4.2 L'État partie fait valoir que les faits qui sont à l'origine de la
communication ne peuvent pas être attribués au(x) gouvernement(s) constitutionnellement
élu(s) qui a ou qui ont succédé au régime militaire. Il expose en détail
le contexte historique dans lequel de très nombreux Chiliens ont disparu
et ont été victimes d'exécutions sommaires et extrajudiciaires sous le
régime militaire.
4.3 L'État partie souligne qu'il n'est pas possible d'abroger le décret
d'amnistie de 1978 pour diverses raisons. Premièrement, l'initiative de
la loi dans des domaines comme l'amnistie appartient exclusivement au
Sénat (art. 62 de la Constitution), où le Gouvernement est minoritaire.
Deuxièmement, l'abrogation de la loi n'aurait pas nécessairement d'incidences
pénales sur les coupables éventuels, l'application rétroactive de la loi
pénale étant interdite. Ce principe est consacré au paragraphe 3 de l'article
19 de la Constitution du Chili et au paragraphe 1 de l'article 15 du Pacte.
La troisième raison tient à la composition du Tribunal constitutionnel.
La quatrième au mode de désignation des commandants en chef des forces
armées : le Président de la République ne peut destituer les officiers
en titre, parmi lesquels le général Pinochet. Enfin, la composition et
les attributions du Conseil national de sécurité (Consejo de Seguridad
Nacional) limitent les attributions des autorités démocratiques dans
tous les domaines ayant trait à la sécurité intérieure ou extérieure du
pays.
4.4 L'État partie fait observer de plus que l'existence de la loi d'amnistie
n'empêche en aucune manière la poursuite des enquêtes pénales en cours
devant les tribunaux chiliens. Ainsi, le décret-loi d'amnistie de 1978
peut éteindre la responsabilité pénale des personnes accusées d'avoir
commis des crimes sous le régime militaire, mais il ne peut en aucune
manière suspendre la poursuite des enquêtes qui visent à déterminer le
sort des particuliers qui avaient été arrêtés à l'époque et qui avaient
par la suite disparu. Telle est l'interprétation du décret donnée par
la Cour martiale comme par la Cour suprême.

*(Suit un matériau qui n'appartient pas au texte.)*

use std::sync::Arc;
use std::time::{Duration, Instant};

use super::*;
use crate::bvlc::HubConnectorState;
use crate::websocket::mock::MockTransport;
use crate::websocket::WebSocketEvent;

struct NullSink;

impl EventSink for NullSink {
    fn dispatch(&self, _event: WebSocketEvent) {}
}

fn local_vmac() -> VmacAddress {
    VmacAddress::from([0x02, 0, 0, 0, 0, 0x11])
}

fn hub_vmac() -> VmacAddress {
    VmacAddress::from([0x02, 0xFF, 0, 0, 0, 0x01])
}

fn peer_vmac(last: u8) -> VmacAddress {
    VmacAddress::from([0x02, 0x77, 0, 0, 0, last])
}

fn base_config() -> NodeConfig {
    NodeConfig {
        credentials: Default::default(),
        local_vmac: local_vmac(),
        local_uuid: DeviceUuid::new([0x11; 16]),
        max_bvlc_len: 1476,
        max_npdu_len: 1440,
        connect_timeout: Duration::from_secs(10),
        heartbeat_timeout: Duration::from_secs(300),
        disconnect_timeout: Duration::from_secs(10),
        reconnect_timeout: Duration::from_secs(5),
        address_resolution_timeout: Duration::from_secs(10),
        address_resolution_freshness: Duration::from_secs(60),
        primary_hub_uri: "wss://hub1.example:4443/".to_string(),
        failover_hub_uri: "wss://hub2.example:4443/".to_string(),
        iface: None,
        hub_function_enabled: false,
        hub_function_port: 4443,
        direct_connect_initiate_enabled: false,
        direct_connect_accept_enabled: false,
        direct_connect_port: 4444,
        direct_connect_accept_uris: vec!["wss://me.example:4444/".to_string()],
    }
}

fn node_with(conf: NodeConfig) -> (ScNode, Arc<MockTransport>) {
    let mock = MockTransport::new();
    let node = ScNode::new(conf, mock.clone(), Arc::new(NullSink));
    (node, mock)
}

fn hub_ctx(node: &ScNode) -> ContextId {
    node.hub_connector.as_ref().unwrap().ctx_id()
}

/// Complete the hub handshake of the pending outbound connection and
/// return its transport handle.
fn attach_to_hub(node: &mut ScNode, mock: &MockTransport, now: Instant) -> ConnHandle {
    let ctx = hub_ctx(node);
    let (conn, _) = mock.pending_connects()[0].clone();
    node.on_ws_event(ctx, Some(conn), WebSocketEventKind::Connected, now);
    mock.complete_connect(conn);
    node.on_ws_event(ctx, Some(conn), WebSocketEventKind::Sendable, now);
    let frames = mock.sent_frames(conn);
    let request = bvlc::decode_message(frames.last().unwrap()).unwrap();
    mock.clear_sent(conn);
    let accept = bvlc::encode_connect_accept(
        request.header.message_id,
        &hub_vmac(),
        &DeviceUuid::new([0xFF; 16]),
        1476,
        1440,
    );
    node.on_ws_event(ctx, Some(conn), WebSocketEventKind::Received { data: accept }, now);
    conn
}

/// Deliver a frame as if the hub forwarded it, and drain the node's
/// response frames.
fn hub_roundtrip(
    node: &mut ScNode,
    mock: &MockTransport,
    conn: ConnHandle,
    frame: Vec<u8>,
    now: Instant,
) -> (Vec<NodeEvent>, Vec<Vec<u8>>) {
    let ctx = hub_ctx(node);
    node.on_ws_event(ctx, Some(conn), WebSocketEventKind::Received { data: frame }, now);
    let mut events = node.maintenance(now);
    let more = node.on_ws_event(ctx, Some(conn), WebSocketEventKind::Sendable, now);
    events.extend(more);
    let frames = mock.sent_frames(conn);
    mock.clear_sent(conn);
    (events, frames)
}

#[test]
fn test_start_with_hub_connector_only_is_immediate() {
    let t0 = Instant::now();
    let (mut node, mock) = node_with(base_config());
    let events = node.start(t0).unwrap();
    assert!(matches!(events[..], [NodeEvent::Started]));
    assert!(node.started());
    assert_eq!(node.local_vmac(), local_vmac());
    assert_eq!(mock.pending_connects().len(), 1);
}

#[test]
fn test_advertisement_solicitation_answered() {
    let t0 = Instant::now();
    let (mut node, mock) = node_with(base_config());
    node.start(t0).unwrap();
    let conn = attach_to_hub(&mut node, &mock, t0);
    assert_eq!(node.hub_connector_state(), HubConnectorState::ConnectedToPrimary);

    let solicitation =
        bvlc::encode_advertisement_solicitation(0x2222, Some(&peer_vmac(1)), None);
    let (events, frames) = hub_roundtrip(&mut node, &mock, conn, solicitation, t0);
    assert!(events.is_empty());
    assert_eq!(frames.len(), 1);
    let advert = bvlc::decode_message(&frames[0]).unwrap();
    assert_eq!(advert.header.dest, Some(peer_vmac(1)));
    match advert.payload {
        Payload::Advertisement {
            hub_status,
            support,
            max_bvlc_len,
            max_npdu_len,
        } => {
            assert_eq!(hub_status, HubConnectorState::ConnectedToPrimary);
            assert_eq!(support, DirectConnectionSupport::Unsupported);
            assert_eq!(max_bvlc_len, 1476);
            assert_eq!(max_npdu_len, 1440);
        }
        other => panic!("unexpected payload {:?}", other),
    }
}

#[test]
fn test_address_resolution_nak_when_accept_disabled() {
    let t0 = Instant::now();
    let (mut node, mock) = node_with(base_config());
    node.start(t0).unwrap();
    let conn = attach_to_hub(&mut node, &mock, t0);

    let resolution = bvlc::encode_address_resolution(0x3333, Some(&peer_vmac(1)), None);
    let (_, frames) = hub_roundtrip(&mut node, &mock, conn, resolution, t0);
    assert_eq!(frames.len(), 1);
    let nak = bvlc::decode_message(&frames[0]).unwrap();
    match nak.payload {
        Payload::Result(result) => {
            assert!(result.is_nak());
            assert_eq!(result.function, BvlcFunction::AddressResolution);
            assert_eq!(
                result.error.unwrap().code,
                ErrorCode::OptionalFunctionalityNotSupported
            );
        }
        other => panic!("unexpected payload {:?}", other),
    }
}

#[test]
fn test_address_resolution_ack_when_accept_enabled() {
    let t0 = Instant::now();
    let mut conf = base_config();
    conf.direct_connect_accept_enabled = true;
    let (mut node, mock) = node_with(conf);
    node.start(t0).unwrap();

    // the switch acceptor must come up before the node reports started
    assert!(!node.started());
    assert!(node.node_switch.as_ref().unwrap().accepts_connections());
    let acceptor_ctx = mock_server_ctx(&mock);
    let events = node.on_ws_event(acceptor_ctx, None, WebSocketEventKind::ServerStarted, t0);
    assert!(matches!(events[..], [NodeEvent::Started]));

    let conn = attach_to_hub(&mut node, &mock, t0);
    let resolution = bvlc::encode_address_resolution(0x4444, Some(&peer_vmac(1)), None);
    let (_, frames) = hub_roundtrip(&mut node, &mock, conn, resolution, t0);
    assert_eq!(frames.len(), 1);
    let ack = bvlc::decode_message(&frames[0]).unwrap();
    assert_eq!(ack.header.function, BvlcFunction::AddressResolutionAck);
    assert_eq!(ack.header.message_id, 0x4444);
    assert_eq!(ack.header.dest, Some(peer_vmac(1)));
    assert_eq!(
        ack.payload,
        Payload::AddressResolutionAck("wss://me.example:4444/".to_string())
    );
}

#[test]
fn test_must_understand_option_naked() {
    let t0 = Instant::now();
    let (mut node, mock) = node_with(base_config());
    node.start(t0).unwrap();
    let conn = attach_to_hub(&mut node, &mock, t0);

    let mut frame =
        bvlc::encode_encapsulated_npdu(0x5555, Some(&peer_vmac(2)), None, &[0xAA, 0xBB]);
    bvlc::add_destination_option(
        &mut frame,
        &crate::bvlc::HeaderOption::proprietary(true, 999, 1, vec![]),
    )
    .unwrap();

    let (events, frames) = hub_roundtrip(&mut node, &mock, conn, frame, t0);
    // the frame is dropped, not delivered
    assert!(events.is_empty());
    assert_eq!(frames.len(), 1);
    let nak = bvlc::decode_message(&frames[0]).unwrap();
    assert_eq!(nak.header.dest, Some(peer_vmac(2)));
    match nak.payload {
        Payload::Result(result) => {
            assert!(result.is_nak());
            let error = result.error.unwrap();
            assert_eq!(error.code, ErrorCode::HeaderNotUnderstood);
            assert_ne!(error.header_marker, 0);
        }
        other => panic!("unexpected payload {:?}", other),
    }
}

#[test]
fn test_npdu_delivered_to_upper_layer() {
    let t0 = Instant::now();
    let (mut node, mock) = node_with(base_config());
    node.start(t0).unwrap();
    let conn = attach_to_hub(&mut node, &mock, t0);

    let frame = bvlc::encode_encapsulated_npdu(
        0x6666,
        Some(&peer_vmac(3)),
        Some(&VmacAddress::BROADCAST),
        &[0x01, 0x02, 0x03],
    );
    let (events, frames) = hub_roundtrip(&mut node, &mock, conn, frame.clone(), t0);
    assert!(frames.is_empty());
    match &events[..] {
        [NodeEvent::ReceivedNpdu { pdu }] => assert_eq!(*pdu, frame),
        other => panic!("unexpected events {:?}", other),
    }
}

#[test]
fn test_duplicate_vmac_triggers_restart_with_new_vmac() {
    let t0 = Instant::now();
    let (mut node, mock) = node_with(base_config());
    node.start(t0).unwrap();
    let old_vmac = node.local_vmac();
    let ctx = hub_ctx(&node);

    let (conn, _) = mock.pending_connects()[0].clone();
    mock.fail_connection(conn, ErrorCode::NodeDuplicateVmac, "duplicate vmac");
    let events = node.on_ws_event(
        ctx,
        Some(conn),
        WebSocketEventKind::Disconnected {
            reason: ErrorCode::NodeDuplicateVmac,
            description: "duplicate vmac".to_string(),
        },
        t0,
    );
    // hub-connector-only node: stop and restart complete synchronously
    assert!(matches!(events[..], [NodeEvent::Restarted]));
    assert!(node.started());
    assert_ne!(node.local_vmac(), old_vmac);
    // the restarted hub connector is dialing again
    assert_eq!(mock.pending_connects().len(), 1);
}

#[test]
fn test_address_resolution_nak_caches_negative_record() {
    let t0 = Instant::now();
    let (mut node, mock) = node_with(base_config());
    node.start(t0).unwrap();
    let conn = attach_to_hub(&mut node, &mock, t0);

    let nak = bvlc::encode_result_nak(
        0x7777,
        Some(&peer_vmac(4)),
        None,
        BvlcFunction::AddressResolution,
        None,
        ErrorClass::Communication,
        ErrorCode::OptionalFunctionalityNotSupported,
        None,
    );
    let (events, _) = hub_roundtrip(&mut node, &mock, conn, nak, t0);
    assert!(matches!(events[..], [NodeEvent::ReceivedResult { .. }]));
    // negative record: a lookup still misses
    assert!(node.cache.lookup(&peer_vmac(4), t0).is_none());
}

#[test]
fn test_parse_uri_blob() {
    let urls = parse_uri_blob("wss://a:1/ wss://b:2/  wss://c:3/", 128, 4);
    assert_eq!(urls, vec!["wss://a:1/", "wss://b:2/", "wss://c:3/"]);

    // oversized entries are skipped
    let long = format!("wss://{}:4/", "x".repeat(140));
    let urls = parse_uri_blob(&format!("{} wss://ok:5/", long), 128, 4);
    assert_eq!(urls, vec!["wss://ok:5/"]);

    // the count cap truncates
    let urls = parse_uri_blob("a b c d e f", 128, 4);
    assert_eq!(urls.len(), 4);
}

#[test]
fn test_address_cache_expiry_and_eviction() {
    let t0 = Instant::now();
    let mut cache = AddressCache::new(2, 4, Duration::from_secs(10));

    cache.insert(&peer_vmac(1), vec!["wss://p1/".to_string()], t0);
    assert_eq!(
        cache.lookup(&peer_vmac(1), t0).map(|urls| urls.to_vec()),
        Some(vec!["wss://p1/".to_string()])
    );

    // expiry frees the record
    assert!(cache.lookup(&peer_vmac(1), t0 + Duration::from_secs(10)).is_none());
    assert!(cache.lookup(&peer_vmac(1), t0).is_none());

    // eviction picks the least recently refreshed entry
    cache.insert(&peer_vmac(1), vec!["wss://p1/".to_string()], t0);
    cache.insert(&peer_vmac(2), vec!["wss://p2/".to_string()], t0 + Duration::from_secs(1));
    cache.insert(&peer_vmac(3), vec!["wss://p3/".to_string()], t0 + Duration::from_secs(2));
    assert!(cache.lookup(&peer_vmac(1), t0 + Duration::from_secs(3)).is_none());
    assert!(cache.lookup(&peer_vmac(2), t0 + Duration::from_secs(3)).is_some());
    assert!(cache.lookup(&peer_vmac(3), t0 + Duration::from_secs(3)).is_some());
}

/// Find the context id of the only acceptor by probing which context the
/// mock server belongs to.
fn mock_server_ctx(mock: &MockTransport) -> ContextId {
    mock.server_ctx().expect("a server should be running")
}
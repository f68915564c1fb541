//! Deterministic in-memory WebSocket backend
//!
//! Implements [`WebSocketTransport`] without any networking so the
//! secure-connect state machines can be driven event by event. Tests (or
//! simulations) decide when a pending connect completes or fails, inject
//! received frames, and inspect every frame the core handed to
//! `dispatch_send`.
//!
//! Because transport methods are invoked while the caller holds the
//! dispatch lock, the mock never calls back into the sink synchronously:
//! events are queued and delivered by [`MockTransport::pump`], which the
//! test calls from outside the lock.

use std::collections::HashMap;
use std::sync::{Arc, Mutex};
use std::time::Duration;

use crate::bvlc::ErrorCode;
use crate::util::HostNPort;
use crate::websocket::{
    ConnHandle, ContextId, EventSink, Result, ServerHandle, TlsCredentials, WebSocketError,
    WebSocketEvent, WebSocketEventKind, WebSocketProtocol, WebSocketTransport,
};

#[derive(Debug, Clone, Copy, PartialEq, Eq)]
enum ConnState {
    /// Outbound connect issued, not yet completed by the test.
    Connecting,
    /// Live in both directions.
    Open,
    /// Closed; kept until the disconnect event has been pumped.
    Closed,
}

struct MockConn {
    ctx: ContextId,
    sink: Arc<dyn EventSink>,
    state: ConnState,
    url: Option<String>,
    proto: WebSocketProtocol,
    server: Option<ServerHandle>,
    peer: HostNPort,
    sent: Vec<Vec<u8>>,
}

struct MockServer {
    ctx: ContextId,
    sink: Arc<dyn EventSink>,
    proto: WebSocketProtocol,
    port: u16,
    running: bool,
}

#[derive(Default)]
struct MockInner {
    next_id: u64,
    conns: HashMap<u64, MockConn>,
    servers: HashMap<u64, MockServer>,
    queue: Vec<WebSocketEvent>,
}

impl MockInner {
    fn next_id(&mut self) -> u64 {
        self.next_id += 1;
        self.next_id
    }
}

/// In-memory [`WebSocketTransport`] with explicit event pumping.
#[derive(Default)]
pub struct MockTransport {
    inner: Mutex<MockInner>,
}

impl MockTransport {
    pub fn new() -> Arc<Self> {
        Arc::new(MockTransport::default())
    }

    fn lock(&self) -> std::sync::MutexGuard<'_, MockInner> {
        self.inner.lock().expect("mock transport poisoned")
    }

    fn queue_conn_event(
        inner: &mut MockInner,
        conn: ConnHandle,
        kind: WebSocketEventKind,
    ) -> bool {
        if let Some(entry) = inner.conns.get(&conn.0) {
            let event = WebSocketEvent {
                ctx: entry.ctx,
                conn: Some(conn),
                kind,
            };
            inner.queue.push(event);
            true
        } else {
            false
        }
    }

    /// Deliver every queued event. Returns the number delivered. Call
    /// repeatedly (or use [`MockTransport::pump_until_idle`]) since
    /// handlers typically trigger further transport calls.
    pub fn pump(&self) -> usize {
        let mut delivered = 0;
        loop {
            let event = {
                let mut inner = self.lock();
                if inner.queue.is_empty() {
                    break;
                }
                inner.queue.remove(0)
            };
            let sink = {
                let inner = self.lock();
                match &event.conn {
                    Some(conn) => inner.conns.get(&conn.0).map(|c| c.sink.clone()),
                    None => None,
                }
                .or_else(|| {
                    inner
                        .servers
                        .values()
                        .find(|s| s.ctx == event.ctx)
                        .map(|s| s.sink.clone())
                })
            };
            if let Some(sink) = sink {
                sink.dispatch(event.clone());
            }
            // drop closed connections once their disconnect is delivered
            if let (Some(conn), WebSocketEventKind::Disconnected { .. }) = (&event.conn, &event.kind)
            {
                self.lock().conns.remove(&conn.0);
            }
            delivered += 1;
        }
        delivered
    }

    /// Pump until no handler produces further events.
    pub fn pump_until_idle(&self) {
        while self.pump() > 0 {}
    }

    /// Outbound connects that have not been completed or failed yet,
    /// with the URL each one targets.
    pub fn pending_connects(&self) -> Vec<(ConnHandle, String)> {
        let inner = self.lock();
        let mut pending: Vec<_> = inner
            .conns
            .iter()
            .filter(|(_, c)| c.state == ConnState::Connecting)
            .map(|(id, c)| (ConnHandle(*id), c.url.clone().unwrap_or_default()))
            .collect();
        pending.sort_by_key(|(handle, _)| handle.0);
        pending
    }

    /// Complete a pending outbound connect.
    pub fn complete_connect(&self, conn: ConnHandle) {
        let mut inner = self.lock();
        if let Some(entry) = inner.conns.get_mut(&conn.0) {
            entry.state = ConnState::Open;
        }
        Self::queue_conn_event(&mut inner, conn, WebSocketEventKind::Connected);
    }

    /// Fail a pending outbound connect (or drop a live connection).
    pub fn fail_connection(&self, conn: ConnHandle, reason: ErrorCode, description: &str) {
        let mut inner = self.lock();
        if let Some(entry) = inner.conns.get_mut(&conn.0) {
            entry.state = ConnState::Closed;
        }
        Self::queue_conn_event(
            &mut inner,
            conn,
            WebSocketEventKind::Disconnected {
                reason,
                description: description.to_string(),
            },
        );
    }

    /// Simulate an inbound connection on a running server, returning the
    /// new connection handle.
    pub fn accept(&self, server: ServerHandle, peer: HostNPort) -> Option<ConnHandle> {
        let mut inner = self.lock();
        let (ctx, sink, proto) = match inner.servers.get(&server.0) {
            Some(entry) if entry.running => (entry.ctx, entry.sink.clone(), entry.proto),
            _ => return None,
        };
        let id = inner.next_id();
        inner.conns.insert(
            id,
            MockConn {
                ctx,
                sink,
                state: ConnState::Open,
                url: None,
                proto,
                server: Some(server),
                peer,
                sent: Vec::new(),
            },
        );
        let conn = ConnHandle(id);
        Self::queue_conn_event(&mut inner, conn, WebSocketEventKind::Connected);
        Some(conn)
    }

    /// Inject one received binary message on a live connection.
    pub fn deliver(&self, conn: ConnHandle, frame: &[u8]) {
        let mut inner = self.lock();
        Self::queue_conn_event(
            &mut inner,
            conn,
            WebSocketEventKind::Received {
                data: frame.to_vec(),
            },
        );
    }

    /// Frames handed to `dispatch_send` on this connection, in order.
    pub fn sent_frames(&self, conn: ConnHandle) -> Vec<Vec<u8>> {
        self.lock()
            .conns
            .get(&conn.0)
            .map(|c| c.sent.clone())
            .unwrap_or_default()
    }

    /// Drop the record of frames already inspected.
    pub fn clear_sent(&self, conn: ConnHandle) {
        if let Some(entry) = self.lock().conns.get_mut(&conn.0) {
            entry.sent.clear();
        }
    }

    /// Negotiated subprotocol of a connection.
    pub fn protocol(&self, conn: ConnHandle) -> Option<WebSocketProtocol> {
        self.lock().conns.get(&conn.0).map(|c| c.proto)
    }

    /// Running servers as `(handle, port)` pairs.
    pub fn servers(&self) -> Vec<(ServerHandle, u16)> {
        let inner = self.lock();
        let mut servers: Vec<_> = inner
            .servers
            .iter()
            .filter(|(_, s)| s.running)
            .map(|(id, s)| (ServerHandle(*id), s.port))
            .collect();
        servers.sort_by_key(|(handle, _)| handle.0);
        servers
    }

    /// Context id of the first running server, if any.
    pub fn server_ctx(&self) -> Option<ContextId> {
        let inner = self.lock();
        let mut servers: Vec<_> = inner.servers.iter().filter(|(_, s)| s.running).collect();
        servers.sort_by_key(|(id, _)| **id);
        servers.first().map(|(_, s)| s.ctx)
    }

    /// True while the connection exists and is not closed.
    pub fn is_open(&self, conn: ConnHandle) -> bool {
        self.lock()
            .conns
            .get(&conn.0)
            .map_or(false, |c| c.state == ConnState::Open)
    }
}

impl WebSocketTransport for MockTransport {
    fn connect(
        &self,
        proto: WebSocketProtocol,
        url: &str,
        _credentials: &TlsCredentials,
        _connect_timeout: Duration,
        ctx: ContextId,
        sink: Arc<dyn EventSink>,
    ) -> Result<ConnHandle> {
        let mut inner = self.lock();
        let id = inner.next_id();
        inner.conns.insert(
            id,
            MockConn {
                ctx,
                sink,
                state: ConnState::Connecting,
                url: Some(url.to_string()),
                proto,
                server: None,
                peer: HostNPort::None,
                sent: Vec::new(),
            },
        );
        Ok(ConnHandle(id))
    }

    fn disconnect(&self, conn: ConnHandle) {
        let mut inner = self.lock();
        if let Some(entry) = inner.conns.get_mut(&conn.0) {
            if entry.state != ConnState::Closed {
                entry.state = ConnState::Closed;
                Self::queue_conn_event(
                    &mut inner,
                    conn,
                    WebSocketEventKind::Disconnected {
                        reason: ErrorCode::Success,
                        description: "closed locally".to_string(),
                    },
                );
            }
        }
    }

    fn request_send(&self, conn: ConnHandle) {
        let mut inner = self.lock();
        let sendable_pending = inner.queue.iter().any(|event| {
            event.conn == Some(conn) && matches!(event.kind, WebSocketEventKind::Sendable)
        });
        if !sendable_pending {
            Self::queue_conn_event(&mut inner, conn, WebSocketEventKind::Sendable);
        }
    }

    fn dispatch_send(&self, conn: ConnHandle, frame: &[u8]) -> Result<()> {
        let mut inner = self.lock();
        match inner.conns.get_mut(&conn.0) {
            Some(entry) if entry.state != ConnState::Closed => {
                entry.sent.push(frame.to_vec());
                Ok(())
            }
            _ => Err(WebSocketError::NotConnected),
        }
    }

    fn start_server(
        &self,
        proto: WebSocketProtocol,
        port: u16,
        _iface: Option<&str>,
        _credentials: &TlsCredentials,
        _connect_timeout: Duration,
        ctx: ContextId,
        sink: Arc<dyn EventSink>,
    ) -> Result<ServerHandle> {
        let mut inner = self.lock();
        let id = inner.next_id();
        inner.servers.insert(
            id,
            MockServer {
                ctx,
                sink: sink.clone(),
                proto,
                port,
                running: true,
            },
        );
        inner.queue.push(WebSocketEvent {
            ctx,
            conn: None,
            kind: WebSocketEventKind::ServerStarted,
        });
        Ok(ServerHandle(id))
    }

    fn stop_server(&self, server: ServerHandle) {
        let mut inner = self.lock();
        let ctx = match inner.servers.get_mut(&server.0) {
            Some(entry) if entry.running => {
                entry.running = false;
                entry.ctx
            }
            _ => return,
        };
        // close connections accepted by this server first
        let conns: Vec<u64> = inner
            .conns
            .iter()
            .filter(|(_, c)| c.server == Some(server) && c.state != ConnState::Closed)
            .map(|(id, _)| *id)
            .collect();
        for id in conns {
            if let Some(entry) = inner.conns.get_mut(&id) {
                entry.state = ConnState::Closed;
            }
            Self::queue_conn_event(
                &mut inner,
                ConnHandle(id),
                WebSocketEventKind::Disconnected {
                    reason: ErrorCode::Success,
                    description: "server stopped".to_string(),
                },
            );
        }
        inner.queue.push(WebSocketEvent {
            ctx,
            conn: None,
            kind: WebSocketEventKind::ServerStopped,
        });
    }

    fn peer_address(&self, conn: ConnHandle) -> Option<HostNPort> {
        self.lock().conns.get(&conn.0).map(|c| c.peer.clone())
    }
}

#[cfg(test)]
mod tests {
    use super::*;
    use std::sync::Mutex as StdMutex;

    #[derive(Default)]
    struct RecordingSink {
        events: StdMutex<Vec<WebSocketEvent>>,
    }

    impl EventSink for RecordingSink {
        fn dispatch(&self, event: WebSocketEvent) {
            self.events.lock().unwrap().push(event);
        }
    }

    #[test]
    fn test_connect_complete_and_deliver() {
        let mock = MockTransport::new();
        let sink = Arc::new(RecordingSink::default());
        let ctx = ContextId::next();

        let conn = mock
            .connect(
                WebSocketProtocol::Hub,
                "wss://hub.example:4443/",
                &TlsCredentials::default(),
                Duration::from_secs(5),
                ctx,
                sink.clone(),
            )
            .unwrap();
        assert_eq!(mock.pending_connects().len(), 1);

        mock.complete_connect(conn);
        mock.deliver(conn, &[1, 2, 3]);
        mock.pump_until_idle();

        let events = sink.events.lock().unwrap();
        assert!(matches!(events[0].kind, WebSocketEventKind::Connected));
        assert!(matches!(
            &events[1].kind,
            WebSocketEventKind::Received { data } if data == &[1, 2, 3]
        ));
    }

    #[test]
    fn test_server_lifecycle() {
        let mock = MockTransport::new();
        let sink = Arc::new(RecordingSink::default());
        let ctx = ContextId::next();

        let server = mock
            .start_server(
                WebSocketProtocol::DirectConnect,
                4443,
                None,
                &TlsCredentials::default(),
                Duration::from_secs(5),
                ctx,
                sink.clone(),
            )
            .unwrap();
        let conn = mock.accept(server, HostNPort::Domain("peer".into(), 1)).unwrap();
        mock.stop_server(server);
        mock.pump_until_idle();

        let events = sink.events.lock().unwrap();
        assert!(matches!(events[0].kind, WebSocketEventKind::ServerStarted));
        assert!(matches!(events[1].kind, WebSocketEventKind::Connected));
        assert!(matches!(
            events[2].kind,
            WebSocketEventKind::Disconnected { .. }
        ));
        assert!(matches!(events[3].kind, WebSocketEventKind::ServerStopped));
        assert_eq!(events[1].conn, Some(conn));
    }

    #[test]
    fn test_sendable_coalesced() {
        let mock = MockTransport::new();
        let sink = Arc::new(RecordingSink::default());
        let ctx = ContextId::next();
        let conn = mock
            .connect(
                WebSocketProtocol::Hub,
                "wss://hub/",
                &TlsCredentials::default(),
                Duration::from_secs(5),
                ctx,
                sink.clone(),
            )
            .unwrap();
        mock.complete_connect(conn);
        mock.request_send(conn);
        mock.request_send(conn);
        mock.pump_until_idle();
        let sendables = sink
            .events
            .lock()
            .unwrap()
            .iter()
            .filter(|e| matches!(e.kind, WebSocketEventKind::Sendable))
            .count();
        assert_eq!(sendables, 1);
    }
}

4.5 Le Gouvernement souligne que la Constitution du Chili protège l'indépendance
du pouvoir judiciaire (art. 73). Par conséquent, le pouvoir exécutif ne
peut pas intervenir dans l'application et l'interprétation des lois internes
par les tribunaux, même si les décisions de ces derniers vont à l'encontre
des intérêts du Gouvernement.
4.6 En ce qui concerne les termes de la loi d'amnistie, l'État partie
souligne qu'il faut concilier le désir de réconciliation et d'apaisement
de la société avec la nécessité de faire éclater la vérité sur les violations
des droits de l'homme commises dans le passé et d'obtenir justice. C'est
guidé par ces critères que l'ancien Président Aylwin a créé la Commission
de la vérité et de la réconciliation. Pour l'État partie, la composition
de cette commission était un modèle de représentativité puisqu'elle comptait
parmi ses membres des personnes proches de l'ancien régime militaire,
d'anciens magistrats et des membres de la société civile, notamment le
fondateur et Président de la Commission chilienne des droits de l'homme.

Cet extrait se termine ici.